Task instructions: Pick out the lines below that contain the string "MeasureSummary" and copy them all.

Records to use:

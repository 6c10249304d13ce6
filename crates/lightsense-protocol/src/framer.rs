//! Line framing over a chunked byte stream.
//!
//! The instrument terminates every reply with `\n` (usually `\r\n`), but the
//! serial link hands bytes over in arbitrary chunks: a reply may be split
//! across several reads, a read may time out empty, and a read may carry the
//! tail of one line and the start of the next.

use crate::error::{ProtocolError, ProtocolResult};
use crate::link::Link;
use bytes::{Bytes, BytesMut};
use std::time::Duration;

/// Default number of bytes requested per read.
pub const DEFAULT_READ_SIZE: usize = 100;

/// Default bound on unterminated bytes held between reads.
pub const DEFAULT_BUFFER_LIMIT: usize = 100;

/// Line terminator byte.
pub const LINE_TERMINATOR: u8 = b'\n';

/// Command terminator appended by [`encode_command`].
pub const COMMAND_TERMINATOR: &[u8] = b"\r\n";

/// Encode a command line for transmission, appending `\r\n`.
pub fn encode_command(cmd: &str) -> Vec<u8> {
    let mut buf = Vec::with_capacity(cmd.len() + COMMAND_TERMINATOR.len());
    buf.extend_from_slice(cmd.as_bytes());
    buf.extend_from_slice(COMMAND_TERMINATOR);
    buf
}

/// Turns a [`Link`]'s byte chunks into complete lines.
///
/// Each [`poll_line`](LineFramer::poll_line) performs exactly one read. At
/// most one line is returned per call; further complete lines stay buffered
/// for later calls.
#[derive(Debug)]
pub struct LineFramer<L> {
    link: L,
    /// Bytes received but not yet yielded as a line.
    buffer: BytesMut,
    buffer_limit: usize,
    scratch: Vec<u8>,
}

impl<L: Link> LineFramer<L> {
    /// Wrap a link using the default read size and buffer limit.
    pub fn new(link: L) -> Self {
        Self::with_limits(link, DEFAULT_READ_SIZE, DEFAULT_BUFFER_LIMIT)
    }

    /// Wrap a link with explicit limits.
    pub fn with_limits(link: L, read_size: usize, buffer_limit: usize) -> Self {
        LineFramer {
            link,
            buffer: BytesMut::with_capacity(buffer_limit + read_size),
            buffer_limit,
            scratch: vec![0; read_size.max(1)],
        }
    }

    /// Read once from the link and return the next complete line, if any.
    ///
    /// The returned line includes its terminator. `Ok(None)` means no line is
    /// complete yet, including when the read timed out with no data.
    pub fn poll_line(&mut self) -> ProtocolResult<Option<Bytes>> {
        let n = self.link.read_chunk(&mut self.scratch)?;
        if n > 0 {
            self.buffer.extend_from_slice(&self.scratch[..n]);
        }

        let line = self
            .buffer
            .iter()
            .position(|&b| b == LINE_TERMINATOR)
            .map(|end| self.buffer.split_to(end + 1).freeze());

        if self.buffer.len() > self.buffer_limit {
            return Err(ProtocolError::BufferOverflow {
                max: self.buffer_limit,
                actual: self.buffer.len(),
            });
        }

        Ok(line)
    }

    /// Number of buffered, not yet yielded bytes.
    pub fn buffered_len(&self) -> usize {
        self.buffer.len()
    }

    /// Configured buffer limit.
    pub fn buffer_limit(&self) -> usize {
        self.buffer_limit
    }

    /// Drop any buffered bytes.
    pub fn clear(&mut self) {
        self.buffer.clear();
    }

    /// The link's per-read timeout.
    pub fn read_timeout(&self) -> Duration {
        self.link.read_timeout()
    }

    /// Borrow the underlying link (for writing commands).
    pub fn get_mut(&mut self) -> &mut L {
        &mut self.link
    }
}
...
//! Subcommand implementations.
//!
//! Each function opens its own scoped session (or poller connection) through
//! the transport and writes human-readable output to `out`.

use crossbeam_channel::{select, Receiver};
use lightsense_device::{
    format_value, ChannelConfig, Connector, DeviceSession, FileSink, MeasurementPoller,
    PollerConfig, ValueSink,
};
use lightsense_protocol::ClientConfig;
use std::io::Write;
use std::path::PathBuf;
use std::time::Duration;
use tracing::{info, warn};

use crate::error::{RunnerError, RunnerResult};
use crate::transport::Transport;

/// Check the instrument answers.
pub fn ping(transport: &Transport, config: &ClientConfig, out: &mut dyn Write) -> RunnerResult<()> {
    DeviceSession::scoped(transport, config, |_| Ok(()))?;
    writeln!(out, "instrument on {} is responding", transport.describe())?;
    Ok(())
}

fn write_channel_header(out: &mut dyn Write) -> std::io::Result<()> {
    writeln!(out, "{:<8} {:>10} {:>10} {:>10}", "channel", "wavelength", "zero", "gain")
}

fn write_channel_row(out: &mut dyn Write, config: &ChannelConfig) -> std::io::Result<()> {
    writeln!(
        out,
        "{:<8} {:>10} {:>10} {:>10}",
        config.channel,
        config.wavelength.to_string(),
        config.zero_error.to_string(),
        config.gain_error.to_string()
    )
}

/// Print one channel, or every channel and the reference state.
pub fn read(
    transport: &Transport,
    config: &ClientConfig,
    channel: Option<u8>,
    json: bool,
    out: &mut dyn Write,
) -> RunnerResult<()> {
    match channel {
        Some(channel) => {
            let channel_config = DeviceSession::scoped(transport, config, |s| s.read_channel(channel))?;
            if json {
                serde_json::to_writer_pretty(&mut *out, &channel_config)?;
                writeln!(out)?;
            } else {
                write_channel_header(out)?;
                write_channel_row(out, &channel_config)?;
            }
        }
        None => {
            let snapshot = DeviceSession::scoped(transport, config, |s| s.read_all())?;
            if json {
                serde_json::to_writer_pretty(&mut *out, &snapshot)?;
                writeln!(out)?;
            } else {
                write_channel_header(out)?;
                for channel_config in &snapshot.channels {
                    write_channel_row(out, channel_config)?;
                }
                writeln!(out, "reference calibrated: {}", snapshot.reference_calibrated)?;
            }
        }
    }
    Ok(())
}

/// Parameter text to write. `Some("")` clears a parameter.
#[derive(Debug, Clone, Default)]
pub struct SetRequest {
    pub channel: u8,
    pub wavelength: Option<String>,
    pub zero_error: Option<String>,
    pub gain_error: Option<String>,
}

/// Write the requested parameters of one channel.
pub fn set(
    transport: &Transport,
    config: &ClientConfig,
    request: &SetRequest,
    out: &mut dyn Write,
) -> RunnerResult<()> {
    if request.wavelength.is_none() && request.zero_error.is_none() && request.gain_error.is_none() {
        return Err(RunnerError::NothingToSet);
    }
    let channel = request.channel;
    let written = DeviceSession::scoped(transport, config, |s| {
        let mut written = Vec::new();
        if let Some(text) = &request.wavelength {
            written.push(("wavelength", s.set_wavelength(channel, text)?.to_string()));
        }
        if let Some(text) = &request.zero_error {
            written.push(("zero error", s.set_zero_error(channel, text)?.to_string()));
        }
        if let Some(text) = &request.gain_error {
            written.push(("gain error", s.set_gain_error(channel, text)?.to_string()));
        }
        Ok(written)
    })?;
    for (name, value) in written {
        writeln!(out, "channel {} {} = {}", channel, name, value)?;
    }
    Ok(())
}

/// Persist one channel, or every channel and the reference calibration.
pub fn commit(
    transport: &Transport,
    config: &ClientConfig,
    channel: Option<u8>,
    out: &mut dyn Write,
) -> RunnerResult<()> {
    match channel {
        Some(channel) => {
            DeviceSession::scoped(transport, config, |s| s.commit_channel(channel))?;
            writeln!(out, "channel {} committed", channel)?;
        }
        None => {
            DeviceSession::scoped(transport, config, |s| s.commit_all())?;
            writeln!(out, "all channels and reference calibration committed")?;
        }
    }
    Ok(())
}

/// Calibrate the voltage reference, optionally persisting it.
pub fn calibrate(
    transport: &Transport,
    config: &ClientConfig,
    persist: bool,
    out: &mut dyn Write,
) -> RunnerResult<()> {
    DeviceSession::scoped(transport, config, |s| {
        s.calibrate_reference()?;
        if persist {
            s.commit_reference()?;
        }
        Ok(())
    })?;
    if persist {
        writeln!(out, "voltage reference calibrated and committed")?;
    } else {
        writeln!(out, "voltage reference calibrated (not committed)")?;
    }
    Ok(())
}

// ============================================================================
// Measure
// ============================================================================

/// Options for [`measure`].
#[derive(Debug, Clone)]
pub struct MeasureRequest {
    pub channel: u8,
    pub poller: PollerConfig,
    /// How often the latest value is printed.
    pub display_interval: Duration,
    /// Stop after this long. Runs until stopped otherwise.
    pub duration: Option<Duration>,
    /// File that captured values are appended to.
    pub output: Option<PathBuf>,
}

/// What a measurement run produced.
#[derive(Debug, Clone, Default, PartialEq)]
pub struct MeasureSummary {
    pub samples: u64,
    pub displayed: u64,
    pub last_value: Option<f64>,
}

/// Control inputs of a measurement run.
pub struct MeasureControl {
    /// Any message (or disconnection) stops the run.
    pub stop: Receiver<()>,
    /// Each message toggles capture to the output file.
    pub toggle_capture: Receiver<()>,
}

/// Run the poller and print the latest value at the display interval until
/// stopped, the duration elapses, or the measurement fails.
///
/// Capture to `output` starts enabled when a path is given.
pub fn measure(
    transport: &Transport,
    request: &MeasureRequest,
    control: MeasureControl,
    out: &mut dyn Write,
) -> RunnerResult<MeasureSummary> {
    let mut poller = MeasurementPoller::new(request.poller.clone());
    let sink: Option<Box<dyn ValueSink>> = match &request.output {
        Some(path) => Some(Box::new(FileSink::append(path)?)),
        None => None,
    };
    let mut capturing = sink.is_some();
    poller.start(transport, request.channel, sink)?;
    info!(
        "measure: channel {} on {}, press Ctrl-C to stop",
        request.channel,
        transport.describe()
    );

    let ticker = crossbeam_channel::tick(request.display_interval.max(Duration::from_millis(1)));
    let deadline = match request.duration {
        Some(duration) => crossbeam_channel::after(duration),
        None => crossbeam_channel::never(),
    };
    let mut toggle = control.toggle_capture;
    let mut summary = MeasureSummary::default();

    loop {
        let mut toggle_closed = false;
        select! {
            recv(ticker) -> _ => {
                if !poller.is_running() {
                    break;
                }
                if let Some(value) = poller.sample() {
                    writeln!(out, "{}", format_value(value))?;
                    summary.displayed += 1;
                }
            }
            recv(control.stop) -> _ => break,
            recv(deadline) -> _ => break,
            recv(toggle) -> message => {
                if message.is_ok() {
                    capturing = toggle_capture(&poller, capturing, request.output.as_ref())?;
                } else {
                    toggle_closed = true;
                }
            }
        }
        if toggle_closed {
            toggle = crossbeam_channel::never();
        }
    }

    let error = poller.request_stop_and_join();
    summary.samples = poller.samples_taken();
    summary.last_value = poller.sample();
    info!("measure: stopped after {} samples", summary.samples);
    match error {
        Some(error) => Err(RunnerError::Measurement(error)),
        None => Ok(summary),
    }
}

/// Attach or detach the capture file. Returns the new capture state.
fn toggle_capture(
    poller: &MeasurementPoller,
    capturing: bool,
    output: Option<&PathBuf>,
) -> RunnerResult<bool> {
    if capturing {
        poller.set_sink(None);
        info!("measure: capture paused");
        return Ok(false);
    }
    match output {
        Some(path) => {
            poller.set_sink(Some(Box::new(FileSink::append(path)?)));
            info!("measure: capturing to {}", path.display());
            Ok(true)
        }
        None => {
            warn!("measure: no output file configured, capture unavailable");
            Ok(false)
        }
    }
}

Solution to this exercise:
pub struct MeasureSummary {
) -> RunnerResult<MeasureSummary> {
    let mut summary = MeasureSummary::default();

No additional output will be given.